* **Work to be completed**
Please transcribe the data that follows, keeping every line exact.

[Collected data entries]
_ _ _

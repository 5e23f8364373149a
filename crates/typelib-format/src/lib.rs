#![cfg_attr(coverage_nightly, feature(coverage_attribute))]

//! Typelib binary format.
//!
//! This crate contains:
//! - Layout definitions (header, directory entries, blob rows, type tags)
//! - A bounds-checked reader ([`Typelib`]) used by loaders and tests
//! - A human-readable dump

pub mod typelib;

pub use typelib::{
    BLOB_ALIGN, BLOB_SIZES, Blob, BlobType, ByteStorage, DirEntry, DirRef, HEADER_SIZE, Header,
    MAGIC, MAJOR_VERSION, MINOR_VERSION, TypeRef, TypeTag, Typelib, TypelibError, align_blob,
    blobs, dump, flags, type_ref,
};
use indoc::indoc;

use crate::artifact::Artifact;
use crate::c_source::{c_identifier, c_string, render};

#[test]
fn renders_bytes_and_hooks() {
    let artifact = Artifact::new("Demo", (0u8..14).collect());

    assert_eq!(
        render(&artifact),
        indoc! {r#"
            /* typelib for namespace Demo */

            #include <girepository.h>

            static const guint8 demo_typelib_data[14] = {
              0x00, 0x01, 0x02, 0x03, 0x04, 0x05, 0x06, 0x07, 0x08, 0x09, 0x0a, 0x0b,
              0x0c, 0x0d,
            };

            static GITypelib *demo_typelib;

            __attribute__((constructor)) static void
            register_demo_typelib (void)
            {
              GError *error = NULL;

              demo_typelib = g_typelib_new_from_const_memory (
                  demo_typelib_data, sizeof (demo_typelib_data), &error);
              if (demo_typelib == NULL
                  || g_irepository_load_typelib (NULL, demo_typelib, 0, &error) == NULL)
                {
                  g_warning ("failed to load typelib %s: %s", "Demo", error->message);
                  g_clear_error (&error);
                }
            }

            __attribute__((destructor)) static void
            unregister_demo_typelib (void)
            {
              g_clear_pointer (&demo_typelib, g_typelib_free);
            }
        "#}
    );
}

#[test]
fn namespace_is_escaped_for_c() {
    let text = render(&Artifact::new("Odd\"\x1b*/", vec![0; 4]));

    assert!(text.starts_with("/* typelib for namespace Odd\"\x1b* / */\n"));
    assert!(text.contains(r#"g_warning ("failed to load typelib %s: %s", "Odd\"\033*/", "#));
}

#[test]
fn string_literal_escapes() {
    assert_eq!(c_string("Gtk"), r#""Gtk""#);
    assert_eq!(c_string(r"a\b"), r#""a\\b""#);
    assert_eq!(c_string("x\n1"), r#""x\0121""#);
    assert_eq!(c_string("??="), r#""\?\?=""#);
    assert_eq!(c_string("é"), r#""\303\251""#);
}

#[test]
fn identifier_from_namespace() {
    assert_eq!(c_identifier("GLib"), "glib");
    assert_eq!(c_identifier("Gtk-4"), "gtk_4");
    assert_eq!(c_identifier("3d"), "_3d");
}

_ _ _

* **Finished exercise**
repository 5e23f8364373149a
filename crates/typelib-format/src/lib.rs
#![cfg_attr(coverage_nightly, feature(coverage_attribute))]

//! Typelib binary format.
//!
//! This crate contains:
//! - Layout definitions (header, directory entries, blob rows, type tags)
//! - A bounds-checked reader ([`Typelib`]) used by loaders and tests
//! - A human-readable dump

pub mod typelib;

pub use typelib::{
    BLOB_ALIGN, BLOB_SIZES, Blob, BlobType, ByteStorage, DirEntry, DirRef, HEADER_SIZE, Header,
    MAGIC, MAJOR_VERSION, MINOR_VERSION, TypeRef, TypeTag, Typelib, TypelibError, align_blob,
    blobs, dump, flags, type_ref,
};
use indoc::indoc;

use crate::artifact::Artifact;
use crate::c_source::{c_identifier, c_string, render};

#[test]
fn renders_bytes_and_hooks() {
    let artifact = Artifact::new("Demo", (0u8..14).collect());

    assert_eq!(
        render(&artifact),
        indoc! {r#"
            /* typelib for namespace Demo */

            #include <girepository.h>

            static const guint8 demo_typelib_data[14] = {
              0x00, 0x01, 0x02, 0x03, 0x04, 0x05, 0x06, 0x07, 0x08, 0x09, 0x0a, 0x0b,
              0x0c, 0x0d,
            };

            static GITypelib *demo_typelib;

            __attribute__((constructor)) static void
            register_demo_typelib (void)
            {
              GError *error = NULL;

              demo_typelib = g_typelib_new_from_const_memory (
                  demo_typelib_data, sizeof (demo_typelib_data), &error);
              if (demo_typelib == NULL
                  || g_irepository_load_typelib (NULL, demo_typelib, 0, &error) == NULL)
                {
                  g_warning ("failed to load typelib %s: %s", "Demo", error->message);
                  g_clear_error (&error);
                }
            }

            __attribute__((destructor)) static void
            unregister_demo_typelib (void)
            {
              g_clear_pointer (&demo_typelib, g_typelib_free);
            }
        "#}
    );
}

#[test]
fn namespace_is_escaped_for_c() {
    let text = render(&Artifact::new("Odd\"\x1b*/", vec![0; 4]));

    assert!(text.starts_with("/* typelib for namespace Odd\"\x1b* / */\n"));
    assert!(text.contains(r#"g_warning ("failed to load typelib %s: %s", "Odd\"\033*/", "#));
}

#[test]
fn string_literal_escapes() {
    assert_eq!(c_string("Gtk"), r#""Gtk""#);
    assert_eq!(c_string(r"a\b"), r#""a\\b""#);
    assert_eq!(c_string("x\n1"), r#""x\0121""#);
    assert_eq!(c_string("??="), r#""\?\?=""#);
    assert_eq!(c_string("é"), r#""\303\251""#);
}

#[test]
fn identifier_from_namespace() {
    assert_eq!(c_identifier("GLib"), "glib");
    assert_eq!(c_identifier("Gtk-4"), "gtk_4");
    assert_eq!(c_identifier("3d"), "_3d");
}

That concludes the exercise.